● Records shown:
....................
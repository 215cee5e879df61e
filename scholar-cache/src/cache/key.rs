//! Cache key normalization
//!
//! Requests are keyed as `"{category}:v{namespace_version}:{token}"`, where the
//! token is a hash of the operation name and its normalized parameters. Two
//! requests that differ only in parameter order, surrounding whitespace or
//! `"5"` vs `5` map to the same key.

use crate::cache::types::{CacheKey, Category};
use serde::Serialize;
use serde_json::{Map, Number, Value};
use sha2::{Digest, Sha256};
use std::cmp::Ordering;

/// Hex characters of the SHA-256 digest kept in the key
pub const TOKEN_LEN: usize = 32;

/// Normalize a parameter set: drop nulls, trim strings, coerce numeric
/// strings, sort lists. Key order is handled at serialization time.
pub fn normalize_params(params: &Map<String, Value>) -> Map<String, Value> {
    params
        .iter()
        .filter(|(_, value)| !value.is_null())
        .map(|(name, value)| (name.clone(), normalize_value(value)))
        .collect()
}

fn normalize_value(value: &Value) -> Value {
    match value {
        Value::String(s) => coerce_string(s.trim()),
        Value::Array(items) => {
            let mut items: Vec<Value> = items.iter().map(normalize_value).collect();
            items.sort_by(compare_values);
            Value::Array(items)
        }
        Value::Object(map) => Value::Object(
            map.iter()
                .map(|(k, v)| (k.clone(), normalize_value(v)))
                .collect(),
        ),
        other => other.clone(),
    }
}

fn coerce_string(s: &str) -> Value {
    if let Ok(i) = s.parse::<i64>() {
        return Value::Number(i.into());
    }
    if let Ok(u) = s.parse::<u64>() {
        return Value::Number(u.into());
    }
    // `parse::<f64>` also accepts "inf" and "NaN"; those stay strings
    if let Ok(f) = s.parse::<f64>() {
        if let Some(n) = Number::from_f64(f).filter(|_| f.is_finite()) {
            return Value::Number(n);
        }
    }
    Value::String(s.to_string())
}

fn compare_values(a: &Value, b: &Value) -> Ordering {
    match (a, b) {
        (Value::Number(x), Value::Number(y)) => {
            let (x, y) = (x.as_f64().unwrap_or(0.0), y.as_f64().unwrap_or(0.0));
            x.partial_cmp(&y).unwrap_or(Ordering::Equal)
        }
        (Value::String(x), Value::String(y)) => x.cmp(y),
        _ => canonical_json(a).cmp(&canonical_json(b)),
    }
}

/// Serialize with object keys sorted at every level
///
/// Independent of whether `serde_json` was built with `preserve_order`.
pub fn canonical_json(value: &Value) -> String {
    let mut out = String::new();
    write_canonical(value, &mut out);
    out
}

fn write_canonical(value: &Value, out: &mut String) {
    match value {
        Value::Object(map) => {
            let mut entries: Vec<(&String, &Value)> = map.iter().collect();
            entries.sort_by(|a, b| a.0.cmp(b.0));
            out.push('{');
            for (i, (k, v)) in entries.into_iter().enumerate() {
                if i > 0 {
                    out.push(',');
                }
                out.push_str(&Value::String(k.clone()).to_string());
                out.push(':');
                write_canonical(v, out);
            }
            out.push('}');
        }
        Value::Array(items) => {
            out.push('[');
            for (i, item) in items.iter().enumerate() {
                if i > 0 {
                    out.push(',');
                }
                write_canonical(item, out);
            }
            out.push(']');
        }
        scalar => out.push_str(&scalar.to_string()),
    }
}

/// Hash token for an operation and its (already normalized) parameters
pub fn params_token(operation: &str, normalized: &Map<String, Value>) -> String {
    let mut payload = Map::new();
    payload.insert("op".to_string(), Value::String(operation.trim().to_string()));
    payload.insert("params".to_string(), Value::Object(normalized.clone()));

    let digest = Sha256::digest(canonical_json(&Value::Object(payload)).as_bytes());
    let mut token = hex::encode(digest);
    token.truncate(TOKEN_LEN);
    token
}

/// Full normalized key for a request
pub fn make_key(
    category: Category,
    namespace_version: u32,
    operation: &str,
    params: &Map<String, Value>,
) -> CacheKey {
    let normalized = normalize_params(params);
    format!(
        "{}:v{}:{}",
        category,
        namespace_version,
        params_token(operation, &normalized)
    )
}

/// Prefix shared by every key of a category in one namespace, as a glob
pub fn namespace_glob(category: Category, namespace_version: u32) -> String {
    format!("{}:v{}:*", category, namespace_version)
}

/// Cache key builder for API requests
///
/// ```
/// use scholar_cache::{CacheKeyBuilder, Category};
///
/// let key = CacheKeyBuilder::new(Category::Search, "search")
///     .param("query", "  malaria  ")
///     .param("pageSize", "25")
///     .build(1);
/// assert!(key.starts_with("search:v1:"));
/// ```
pub struct CacheKeyBuilder {
    category: Category,
    operation: String,
    params: Map<String, Value>,
}

impl CacheKeyBuilder {
    /// Create a new cache key builder
    pub fn new(category: Category, operation: impl Into<String>) -> Self {
        Self {
            category,
            operation: operation.into(),
            params: Map::new(),
        }
    }

    /// Add a parameter. Values that fail to serialize are treated as null and dropped
    pub fn param(mut self, name: impl Into<String>, value: impl Serialize) -> Self {
        let value = serde_json::to_value(value).unwrap_or(Value::Null);
        self.params.insert(name.into(), value);
        self
    }

    /// Add every entry of a parameter map
    pub fn params(mut self, params: &Map<String, Value>) -> Self {
        for (name, value) in params {
            self.params.insert(name.clone(), value.clone());
        }
        self
    }

    /// Build the cache key under a namespace version
    pub fn build(self, namespace_version: u32) -> CacheKey {
        make_key(self.category, namespace_version, &self.operation, &self.params)
    }
}

#[cfg(test)]
mod tests {
    use super::*;
    use proptest::prelude::*;
    use serde_json::json;

    fn obj(value: Value) -> Map<String, Value> {
        match value {
            Value::Object(map) => map,
            _ => panic!("expected object"),
        }
    }

    #[test]
    fn test_normalization_is_order_and_type_insensitive() {
        let a = make_key(Category::Search, 1, "search", &obj(json!({"q": "  X  ", "n": "5"})));
        let b = make_key(Category::Search, 1, "search", &obj(json!({"n": 5, "q": "X"})));
        assert_eq!(a, b);
    }

    #[test]
    fn test_key_shape() {
        let key = make_key(Category::Record, 2, "article", &obj(json!({"id": "PMC1"})));
        let parts: Vec<&str> = key.split(':').collect();
        assert_eq!(parts.len(), 3);
        assert_eq!(parts[0], "record");
        assert_eq!(parts[1], "v2");
        assert_eq!(parts[2].len(), TOKEN_LEN);
        assert!(parts[2].chars().all(|c| c.is_ascii_hexdigit()));
    }

    #[test]
    fn test_namespace_versions_diverge() {
        let params = obj(json!({"query": "cancer"}));
        let v1 = make_key(Category::Search, 1, "search", &params);
        let v2 = make_key(Category::Search, 2, "search", &params);
        assert_ne!(v1, v2);
    }

    #[test]
    fn test_operation_and_category_matter() {
        let params = obj(json!({"id": "PMC1"}));
        assert_ne!(
            make_key(Category::Record, 1, "article", &params),
            make_key(Category::Record, 1, "references", &params)
        );
        assert_ne!(
            make_key(Category::Record, 1, "article", &params),
            make_key(Category::Fulltext, 1, "article", &params)
        );
    }

    #[test]
    fn test_nulls_are_dropped() {
        let with_null = obj(json!({"q": "x", "cursor": null}));
        let without = obj(json!({"q": "x"}));
        assert_eq!(normalize_params(&with_null), normalize_params(&without));
    }

    #[test]
    fn test_nested_values_are_normalized() {
        let normalized = normalize_params(&obj(json!({
            "filter": {"year": " 2020 ", "source": " MED "},
            "ids": ["b", " a ", "3"]
        })));

        assert_eq!(normalized["filter"]["year"], json!(2020));
        assert_eq!(normalized["filter"]["source"], json!("MED"));
        // strings order before numbers in a mixed list
        assert_eq!(normalized["ids"], json!(["a", "b", 3]));
    }

    #[test]
    fn test_coercion() {
        assert_eq!(coerce_string("42"), json!(42));
        assert_eq!(coerce_string("-7"), json!(-7));
        assert_eq!(coerce_string("2.5"), json!(2.5));
        assert_eq!(coerce_string("inf"), json!("inf"));
        assert_eq!(coerce_string("NaN"), json!("NaN"));
        assert_eq!(coerce_string("PMC123"), json!("PMC123"));
    }

    #[test]
    fn test_list_order_is_ignored() {
        let a = make_key(Category::Search, 1, "s", &obj(json!({"f": ["x", "y", "z"]})));
        let b = make_key(Category::Search, 1, "s", &obj(json!({"f": ["z", "x", "y"]})));
        assert_eq!(a, b);
    }

    #[test]
    fn test_canonical_json_sorts_keys() {
        assert_eq!(
            canonical_json(&json!({"b": 1, "a": {"d": [1, 2], "c": "x"}})),
            r#"{"a":{"c":"x","d":[1,2]},"b":1}"#
        );
    }

    #[test]
    fn test_builder_matches_make_key() {
        let built = CacheKeyBuilder::new(Category::Search, "search")
            .param("query", "  malaria ")
            .param("pageSize", 25)
            .param("cursorMark", Option::<String>::None)
            .build(1);
        let direct = make_key(
            Category::Search,
            1,
            "search",
            &obj(json!({"pageSize": "25", "query": "malaria"})),
        );
        assert_eq!(built, direct);
    }

    #[test]
    fn test_namespace_glob() {
        assert_eq!(namespace_glob(Category::Search, 3), "search:v3:*");
    }

    proptest! {
        #[test]
        fn prop_insertion_order_does_not_matter(
            entries in proptest::collection::btree_map("[a-z]{1,6}", "[ a-zA-Z0-9]{0,8}", 0..8)
        ) {
            let forward: Map<String, Value> = entries
                .iter()
                .map(|(k, v)| (k.clone(), Value::String(v.clone())))
                .collect();
            let mut reversed = Map::new();
            for (k, v) in entries.iter().rev() {
                reversed.insert(k.clone(), Value::String(format!("  {}  ", v)));
            }

            prop_assert_eq!(
                make_key(Category::Record, 1, "op", &forward),
                make_key(Category::Record, 1, "op", &reversed)
            );
        }
    }
}
#[cfg(test)]
mod tests {
    use super::*;
    use std::fs::File;
    use tempfile::TempDir;

    fn create_test_store(limit_bytes: u64) -> (ArtifactStore, TempDir) {
        let temp_dir = TempDir::new().expect("TempDir creation should succeed");
        let config = ArtifactStoreConfig::new(temp_dir.path()).size_limit_bytes(limit_bytes);
        let store = ArtifactStore::open(config).expect("open should succeed");
        (store, temp_dir)
    }

    #[test]
    fn test_layout_on_disk() {
        let (store, dir) = create_test_store(1 << 20);
        let meta = store.store("pmc:PMC1:pdf", b"%PDF-1.7", ArtifactInfo::new()).unwrap();

        let blob = dir
            .path()
            .join("artifacts")
            .join(&meta.hash_value[..2])
            .join(&meta.hash_value);
        assert!(blob.is_file());

        let index = dir
            .path()
            .join("index")
            .join(format!("{}.json", sha256_hex(b"pmc:PMC1:pdf")));
        assert!(index.is_file());
    }

    #[test]
    fn test_overwrite_moves_reference() {
        let (store, _dir) = create_test_store(1 << 20);
        let first = store.store("id", b"one", ArtifactInfo::new()).unwrap();
        let second = store.store("id", b"two", ArtifactInfo::new()).unwrap();
        assert_ne!(first.hash_value, second.hash_value);

        let usage = store.get_disk_usage();
        assert_eq!(usage.index_count, 1);
        // the old blob lingers until collected
        assert_eq!(usage.artifact_count, 2);

        let freed = store.garbage_collect(1);
        assert_eq!(freed, 3);
        assert_eq!(store.retrieve("id").unwrap().0, b"two");
        assert_eq!(store.get_disk_usage().artifact_count, 1);
    }

    #[test]
    fn test_retrieve_updates_last_accessed() {
        let (store, _dir) = create_test_store(1 << 20);
        let stored = store.store("id", b"payload", ArtifactInfo::new()).unwrap();
        std::thread::sleep(Duration::from_millis(10));

        let (_, retrieved) = store.retrieve("id").unwrap();
        assert!(retrieved.last_accessed > stored.last_accessed);
        assert_eq!(retrieved.stored_at, stored.stored_at);
        assert_eq!(store.get_metadata("id").unwrap(), retrieved);
    }

    #[test]
    fn test_missing_blob_is_not_found() {
        let (store, _dir) = create_test_store(1 << 20);
        let meta = store.store("id", b"payload", ArtifactInfo::new()).unwrap();
        fs::remove_file(store.blob_path(&meta.hash_value)).unwrap();

        assert!(store.exists("id"));
        assert!(store.retrieve("id").is_none());
    }

    #[test]
    fn test_delete_keeps_shared_blob() {
        let (store, _dir) = create_test_store(1 << 20);
        let meta = store.store("a", b"same", ArtifactInfo::new()).unwrap();
        store.store("b", b"same", ArtifactInfo::new()).unwrap();

        assert!(store.delete("a"));
        assert!(!store.delete("a"));
        assert_eq!(store.clean_orphaned_artifacts().unwrap(), 0);
        assert_eq!(store.retrieve("b").unwrap().0, b"same");

        assert!(store.delete("b"));
        assert_eq!(store.clean_orphaned_artifacts().unwrap(), 1);
        assert!(store.retrieve_by_hash(&meta.hash_value).is_none());
    }

    #[test]
    fn test_retrieve_by_hash_rejects_paths() {
        let (store, _dir) = create_test_store(1 << 20);
        let meta = store.store("id", b"content", ArtifactInfo::new()).unwrap();
        assert_eq!(store.retrieve_by_hash(&meta.hash_value).unwrap(), b"content");
        assert!(store.retrieve_by_hash("../../index").is_none());
    }

    #[test]
    fn test_compact_removes_debris() {
        let (store, dir) = create_test_store(1 << 20);
        store.store("keep", b"keep", ArtifactInfo::new()).unwrap();

        // unreadable index record
        fs::write(dir.path().join("index").join("junk.json"), b"{not json").unwrap();
        // orphaned blob
        let orphan = sha256_hex(b"orphan");
        let shard = dir.path().join("artifacts").join(&orphan[..2]);
        fs::create_dir_all(&shard).unwrap();
        fs::write(shard.join(&orphan), b"orphan").unwrap();
        // stale and fresh temp files
        let stale = dir.path().join("tmp").join("stale.tmp");
        fs::write(&stale, b"x").unwrap();
        File::options()
            .write(true)
            .open(&stale)
            .unwrap()
            .set_modified(SystemTime::now() - Duration::from_secs(3600))
            .unwrap();
        fs::write(dir.path().join("tmp").join("fresh.tmp"), b"y").unwrap();

        let report = store.compact().unwrap();
        assert_eq!(
            report,
            CompactReport {
                orphans_removed: 1,
                artifacts_remaining: 1,
                index_entries: 1,
                temp_files_removed: 1,
                corrupt_index_removed: 1,
            }
        );
        assert_eq!(store.get_disk_usage().used_bytes, 4);
    }

    #[test]
    fn test_clear() {
        let (store, _dir) = create_test_store(1 << 20);
        store.store("a", b"1", ArtifactInfo::new()).unwrap();
        store.store("b", b"2", ArtifactInfo::new()).unwrap();

        store.clear().unwrap();
        assert_eq!(store.get_disk_usage(), DiskUsage {
            limit_mb: 1.0,
            ..Default::default()
        });
        assert!(store.list_artifacts().is_empty());
        // still usable
        store.store("c", b"3", ArtifactInfo::new()).unwrap();
        assert!(store.exists("c"));
    }

    #[test]
    fn test_list_artifacts_sorted() {
        let (store, _dir) = create_test_store(1 << 20);
        store.store("b", b"2", ArtifactInfo::new()).unwrap();
        store.store("a", b"1", ArtifactInfo::new()).unwrap();
        let ids: Vec<String> = store.list_artifacts().into_iter().map(|(id, _)| id).collect();
        assert_eq!(ids, vec!["a", "b"]);
    }
}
....................
● Description of the task:
Note each line of the material holding "parse" and copy it out.

● Answer for the task:
    if let Ok(i) = s.parse::<i64>() {
    if let Ok(u) = s.parse::<u64>() {
    // `parse::<f64>` also accepts "inf" and "NaN"; those stay strings
    if let Ok(f) = s.parse::<f64>() {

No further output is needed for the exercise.